Hiç kendinizi çocuğunuza bağırmayı kesmesi için bağırırken buldunuz mu?
Büyürken duyduklarınızı tekrar etmeyeceğinize hiç yemin ettiniz mi? Yine de o yüksek stresli anlarda ağzınızdan uçup gidiyor.
Sorumluluk aldığınızda ve her şeyi batırdığınızda özür dilediğinizde, çocuğunuzun bir gün tek bir şey söylemenize gerek kalmadan özür dilediğini göreceksiniz.
Ebeveyn rolünün zorlu bir sevgi, kontrol ve otorite gerektirdiğini düşünebilirsiniz, ancak nezaket ve şefkatle karıştırılmış açık yönergeler uzun vadede çok daha etkilidir.

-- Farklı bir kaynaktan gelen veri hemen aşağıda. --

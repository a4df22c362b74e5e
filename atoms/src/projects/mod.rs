pub mod http;
pub mod model;
pub mod service;

pub use model::{CreateProjectPayload, Project};
pub use service::*;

Çocuklara, destekleyici rehberlik ve daha az kuralla dünyalarını keşfetme özgürlüğü verdiğinizde, onlara kendileri için düşünmeyi ve karar vermeyi öğretmiş olursunuz.
Sizi nasıl manipüle edeceklerini öğrendikleri için, katı bir geri tepmeye ihtiyaç duyduklarında çocuklarınıza teslim olmak. Kendinize güvenmediğiniz için size güvenmemeyi öğrenirler.

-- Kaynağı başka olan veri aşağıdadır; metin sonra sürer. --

use aws_sdk_cognitoidentityprovider::Client as CognitoClient;
use aws_sdk_dynamodb::Client as DynamoClient;
use lambda_http::{http::StatusCode, Body, Error, Response};

use taskforge_atoms::error::{error_response, ApiError};
use taskforge_atoms::users::service as users;

/// DELETE /admin/users/{id} - remove the profile document AND revoke the
/// external identity. Both legs are attempted regardless of the other's
/// outcome; the first failure is the one surfaced.
pub async fn delete_account(
    dynamo: &DynamoClient,
    cognito: &CognitoClient,
    table_name: &str,
    user_pool_id: &str,
    user_id: &str,
) -> Result<Response<Body>, Error> {
    let profile_result = users::delete_user(dynamo, table_name, user_id).await;

    let identity_result = cognito
        .admin_delete_user()
        .user_pool_id(user_pool_id)
        .username(user_id)
        .send()
        .await
        .map(|_| ())
        .map_err(|e| {
            let missing = e
                .as_service_error()
                .map(|se| se.is_user_not_found_exception())
                .unwrap_or(false);
            if missing {
                ApiError::NotFound("User not found in identity provider".to_string())
            } else {
                ApiError::Store(format!("Cognito admin_delete_user error: {}", e))
            }
        });

    if let Err(e) = profile_result.and(identity_result) {
        return error_response(&e);
    }

    Ok(Response::builder()
        .status(StatusCode::NO_CONTENT)
        .header("Access-Control-Allow-Origin", "*")
        .body(Body::Empty)
        .map_err(Box::new)?)
}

Çocuğunuzun güvenli ve sağlıklı olduğundan emin olurken gerçek benliğini bulmasına izin vererek gençlik yıllarında daha az öfke nöbetleri ve tam bir isyan yaşayacaksınız.
8. Çocuğunuzu Olduğu Gibi Kabul Edin.
Koşulsuz sevgi fikri kafa karıştırıcı bir kavram olabilir, ancak çocuğunuzla ne kadar özgün olabileceğinizin en derin kısmına ulaşır.
Çocuğunuzun sizi en çok deli etme şeklinin sahip olduğunuz özellik olduğunu hiç fark ettiniz mi? Kabul etmediğin ya da sevmediğin bir parçası gibi geliyor. Eğer inatçıysanız, çocuğunuzdaki bu inatçılık sizi harekete geçirecektir.
Aynaya bakıp, "Kendimi aynen benim gibi seviyorum ve kabul ediyorum" diyene ve kendinizin bu kısımlarını bütünleştirene kadar, bunu çocuğunuzda kabul etmek zordur.
Mücadele şekliniz tam olarak çocuğunuzun yaptığı gibi. Şefkatle sahiplenene kadar, altındaki otantik kısma bağlanmakta zorlanacaksınız.
Bu konuk makalesi ilk olarak YourTango.com'da yayınlandı: Evde Çocuklarınızla Yavaşlamanın ve Bağlanmanın 8 Yolu.